Al realizar la correlación entre el total del cuestionario WORC con los otros dos cuestionarios de calidad de vida y 
función (SF-36 y DASH) se encontró correlación estadísticamente significativa solamente con el SF-36.En los 
estudios realizados por El et al se encontró correlación estadísticamente significativa con los cuestionarios de 
calidad de vida y funcionalidad pero de forma más significativa con instrumentos con ítems de medidas 
subjetivas. Esto es similar en este estudio ya que el WORC mexicano no se correlaciona con el cuestionario 
DASH el cual es puramente funcional sin incluir ítems subjetivos como el dominio de emociones. Aunque en el 
estudio todos los sujetos no indicaron ningún cambio notable en su condición entre la prueba y la re aplicación, 
varios factores como la terapia física y medicamentos prescritos fueron las intervenciones en progreso durante el 
período de estudio que pudieron influenciar en los resultados en cierta medida. 
Para la sensibilidad al cambio se valoró al dividir a los pacientes según elgrado de lesión, tratando de buscar si 
el cuestionario identificaba a los casos leves/moderados de los severos y si esto representaba un cambio en la 
calidad de vida encontrando diferencia estadísticamente significativa (p). Esto es diferente a otros estudios en los 
cuales se comprobó la sensibilidad al cambio como en la versión brasileña con una medida de error estándar de 
3.0 y un cambio mínimo detectable de 7.1 con un intervalo de confianza de 90%(45). 
 
Este estudio tiene varias limitaciones. En primer lugar, no a todos los pacientes se les confirmo con estudio de 
imagen el diagnóstico de pinzamiento subacromial por tanto puede no reflejar todas las clases de pacientes con 
trastornos de manguito rotador. En segundo lugar la sensibilidad al cambio se valoró al dividir a los pacientes 
según el grado de lesión, tratando de buscar si el cuestionario identificaba a los casos leves/moderados de los 
severos y si esto representaba un cambio en la calidad de vida encontrando diferencia estadísticamente 
 
27 
 
significativa probablemente a la heterogeneidad de síntomas, maniobras positivas y percepción del dolor. En 
tercer lugar, aunque el intervalo de test-retest fue de 1 hora y de 72 horas, el tiempo de intervalo óptimo ha sido 
motivo de controversia y poco definido. En estudios anteriores, el intervalo de tiempo se elige a menudo sin razón 
definida para la elección. Así, en este estudio, la prueba y re aplicación se llevaron a cabo de la forma descrita 
para minimizar los efectos terapéuticos tanto como fuera posible. 
 
Conclusiones 
 
La fiabilidad y validez son aceptables y quedan demostradas en este estudio para el WORC mexicano como 
herramienta de evaluación de la calidad de vida para los pacientes con pinzamiento subacromial. 
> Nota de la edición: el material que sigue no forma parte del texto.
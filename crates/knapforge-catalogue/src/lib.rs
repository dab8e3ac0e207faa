//! Item catalogues and solution reports.
//!
//! A catalogue is a UTF-8 text file with one item per line:
//!
//! ```text
//! name,value,weight,image
//! ```
//!
//! The image reference is kept for presentation and never reaches the
//! solver. [`SolveReport`] renders a solved selection as plain text and
//! [`CatalogueListing`] renders catalogue entries.

mod error;
mod loader;
mod report;

pub use error::{CatalogueError, Result};
pub use loader::{Catalogue, CatalogueEntry};
pub use report::{CatalogueListing, SolveReport};
//! Solver entry point.

use std::fmt;
use std::time::Instant;

use knapforge_config::{BounderType, EnvironmentMode, SearchStrategy, SolverConfig};
use knapforge_core::{
    validate_items, Item, KnapsackError, KnapsackProblem, KnapsackSolution, Result,
};
use tracing::{debug, info};

use crate::bounder::{AnyBounder, NoBounder};
use crate::scope::SearchScope;
use crate::search::{table_cells, DepthFirstSearch, DynamicProgrammingSearch, SearchOutcome};
use crate::statistics::SearchStatistics;
use crate::termination::{
    NoTermination, NodeCountTermination, OrTermination, Termination, TimeTermination,
};

/// How a solve ended.
#[derive(Debug, Clone, Copy, PartialEq, Eq, Hash)]
pub enum SolveStatus {
    /// The search was exhaustive; the solution is optimal.
    Optimal,
    /// A termination fired; the solution is the best found so far.
    Terminated,
}

impl fmt::Display for SolveStatus {
    fn fmt(&self, f: &mut fmt::Formatter<'_>) -> fmt::Result {
        match self {
            SolveStatus::Optimal => write!(f, "optimal"),
            SolveStatus::Terminated => write!(f, "terminated"),
        }
    }
}

/// Solution together with how it was obtained.
#[derive(Debug, Clone)]
pub struct SolveResult {
    pub solution: KnapsackSolution,
    pub status: SolveStatus,
    pub statistics: SearchStatistics,
}

impl SolveResult {
    pub fn is_optimal(&self) -> bool {
        self.status == SolveStatus::Optimal
    }

    pub fn into_solution(self) -> KnapsackSolution {
        self.solution
    }
}

/// Exact 0/1 knapsack solver.
///
/// A solver holds only configuration and a termination; every call to
/// [`solve`](Self::solve) owns its own search state, so one solver can be
/// shared between threads.
///
/// # Example
///
/// ```
/// use knapforge_core::Item;
/// use knapforge_solver::{SearchStrategy, SolveStatus, Solver, SolverConfig};
///
/// let items = vec![
///     Item::new("A", 60, 10),
///     Item::new("B", 100, 20),
///     Item::new("C", 120, 30),
/// ];
/// let config = SolverConfig::new().with_strategy(SearchStrategy::Auto);
/// let result = Solver::with_config(config).solve(&items, 50).unwrap();
///
/// assert_eq!(result.status, SolveStatus::Optimal);
/// assert_eq!(result.solution.total_value(), 220);
/// assert_eq!(result.solution.indices(), &[1, 2]);
/// ```
#[derive(Debug)]
pub struct Solver<T = NoTermination> {
    config: SolverConfig,
    termination: T,
}

impl Solver<NoTermination> {
    pub fn new() -> Self {
        Self::with_config(SolverConfig::default())
    }

    pub fn with_config(config: SolverConfig) -> Self {
        Self {
            config,
            termination: NoTermination,
        }
    }
}

impl Default for Solver<NoTermination> {
    fn default() -> Self {
        Self::new()
    }
}

impl<T: Termination> Solver<T> {
    /// Replaces the termination. Limits from the configuration still apply.
    pub fn with_termination<U: Termination>(self, termination: U) -> Solver<U> {
        Solver {
            config: self.config,
            termination,
        }
    }

    pub fn config(&self) -> &SolverConfig {
        &self.config
    }

    /// Solves a problem value.
    pub fn solve_problem(&self, problem: &KnapsackProblem) -> Result<SolveResult> {
        self.solve(problem.items(), problem.capacity())
    }

    /// Finds the most valuable subset of `items` whose weight fits `capacity`.
    ///
    /// # Errors
    ///
    /// - [`KnapsackError::Config`] if the configuration is invalid
    /// - [`KnapsackError::InvalidInput`] for negative capacity, negative item
    ///   values or weights, or totals that overflow `i64`
    /// - [`KnapsackError::Internal`] if full-assert checks fail
    pub fn solve(&self, items: &[Item], capacity: i64) -> Result<SolveResult> {
        self.config
            .validate()
            .map_err(|e| KnapsackError::Config(e.to_string()))?;
        validate_items(items, capacity)?;

        let strategy = self.resolve_strategy(items.len(), capacity);
        info!(
            event = "solve_start",
            item_count = items.len(),
            capacity,
            strategy = %strategy,
        );

        let termination = OrTermination::new((
            &self.termination,
            self.config.time_limit().map(TimeTermination::new),
            self.config.node_count_limit().map(NodeCountTermination::new),
        ));

        let started = Instant::now();
        let mut scope = SearchScope::new();
        let (outcome, bounder, cells) = match strategy {
            SearchStrategy::BruteForce => {
                let outcome =
                    DepthFirstSearch::new(items, capacity, NoBounder).run(&mut scope, &termination);
                (outcome, Some(BounderType::None), 0)
            }
            SearchStrategy::DynamicProgramming => {
                let cells = table_cells(items.len(), capacity).unwrap_or(0);
                let outcome =
                    DynamicProgrammingSearch::new(items, capacity).run(&mut scope, &termination);
                (outcome, None, cells)
            }
            SearchStrategy::Auto | SearchStrategy::BranchAndBound => {
                let bounder = AnyBounder::build(self.config.search.bounder, items);
                let bounder_type = bounder.bounder_type();
                let outcome =
                    DepthFirstSearch::new(items, capacity, bounder).run(&mut scope, &termination);
                (outcome, Some(bounder_type), 0)
            }
        };

        let status = if outcome.terminated {
            SolveStatus::Terminated
        } else {
            SolveStatus::Optimal
        };
        let statistics = SearchStatistics::from_scope(&scope, strategy, bounder, cells);
        let solution = self.build_solution(items, capacity, outcome)?;

        info!(
            event = "solve_end",
            status = %status,
            total_value = solution.total_value(),
            selected = solution.len(),
            nodes = statistics.nodes_explored,
            duration_ms = started.elapsed().as_millis() as u64,
        );

        Ok(SolveResult {
            solution,
            status,
            statistics,
        })
    }

    /// Picks the concrete strategy for an instance of this size.
    ///
    /// Never returns `Auto`.
    pub fn resolve_strategy(&self, item_count: usize, capacity: i64) -> SearchStrategy {
        let fits = table_cells(item_count, capacity)
            .is_some_and(|cells| cells <= self.config.search.dp_cell_limit);
        match self.config.search.strategy {
            SearchStrategy::Auto if fits => SearchStrategy::DynamicProgramming,
            SearchStrategy::Auto => SearchStrategy::BranchAndBound,
            SearchStrategy::DynamicProgramming if !fits => {
                debug!(
                    event = "dp_fallback",
                    item_count,
                    capacity,
                    dp_cell_limit = self.config.search.dp_cell_limit,
                );
                SearchStrategy::BranchAndBound
            }
            other => other,
        }
    }

    fn build_solution(
        &self,
        items: &[Item],
        capacity: i64,
        outcome: SearchOutcome,
    ) -> Result<KnapsackSolution> {
        let solution = KnapsackSolution::from_indices(items, outcome.best_indices);
        if self.config.environment_mode == EnvironmentMode::FullAssert {
            solution.check_against(items, capacity)?;
            if solution.total_value() != outcome.best_value {
                return Err(KnapsackError::Internal(format!(
                    "search reported value {} but selection is worth {}",
                    outcome.best_value,
                    solution.total_value()
                )));
            }
        }
        Ok(solution)
    }
}

#[cfg(test)]
#[path = "solver_tests.rs"]
mod tests;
Por tanto, el cuestionario WORC es confiable, conserva adecuadas propiedades clinimétricas en relación con su 
versión original y es factible para aplicarse en nuestro medio. Es primordial entonces contar con instrumentos 
validados y disponibles, análogos a las validaciones originales, con los cuales se pueda identificar o monitorizar 
la Calidad de vida con fines de investigación, aplicación o evaluación de estrategias o terapéuticas aplicadas, 
previa consideración de la adaptación transcultural necesaria para cada región o país de habla hispana. Se 
recomienda la aplicación del cuestionario en la práctica diaria, así como en estudios epidemiológicos e inclusive 
ensayos clínicos, en los que se podría evaluar su validez externa.